Proses evakuasi dari tebing terjal menuju helikopter berlangsung penuh ketegangan. Dengan teknik khusus, korban berhasil diamankan dalam tandu penyelamat dan perlahan diangkat kembali ke helikopter, disaksikan oleh beberapa pendaki lain yang kebetulan berada di sekitar lokasi.

Setibanya di pangkalan terdekat, Marco Rossi segera dibawa ke rumah sakit regional untuk penanganan lebih lanjut.
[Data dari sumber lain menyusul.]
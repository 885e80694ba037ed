//! Logging: severity levels and the per-run log router.

mod level;
mod router;

pub use level::{FATAL_TARGET, Level, ParseLevelError};
pub use router::{LogDestination, LogRequest, LogRouter, LogSink, RuntimeMode};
Pihak medis mengonfirmasi bahwa nyawanya berhasil diselamatkan berkat intervensi cepat dan profesionalisme tim SAR.

Insiden ini kembali menyoroti pentingnya kehati-hatian saat melakukan aktivitas pendakian di pegunungan, terutama di wilayah Ortles yang terkenal dengan medannya yang menantang. Otoritas setempat mengimbau para pendaki untuk selalu memeriksa prakiraan cuaca dan membawa perlengkapan keselamatan yang memadai.

“Penyelamatan di Ortles adalah pengingat bahwa alam dapat menjadi indah sekaligus kejam,” tambah Kapten Conti. “Kami berharap semua pecinta gunung mengambil pelajaran dari kejadian ini dan selalu mengutamakan keselamatan pribadi.”

Pihak berwenang juga menyampaikan apresiasi setinggi-tingginya kepada seluruh tim yang terlibat, mulai dari operator darat, pilot, hingga tim medis yang bekerja tanpa lelah. Mereka adalah pahlawan tanpa tanda jasa di balik keberhasilan operasi berisiko tinggi tersebut.

Informasi Valid Sumber Referensi Resmi
www.ansa.it
Robert Andrison

Tentang Penulis

Robert Andrison

Jurnalis dan Editor di Cognito Daily. Menyajikan informasi terkini dan faktual untuk pembaca.

Bagikan Artikel:

Komentar (0)

Belum ada komentar. Jadilah yang pertama memberikan tanggapan!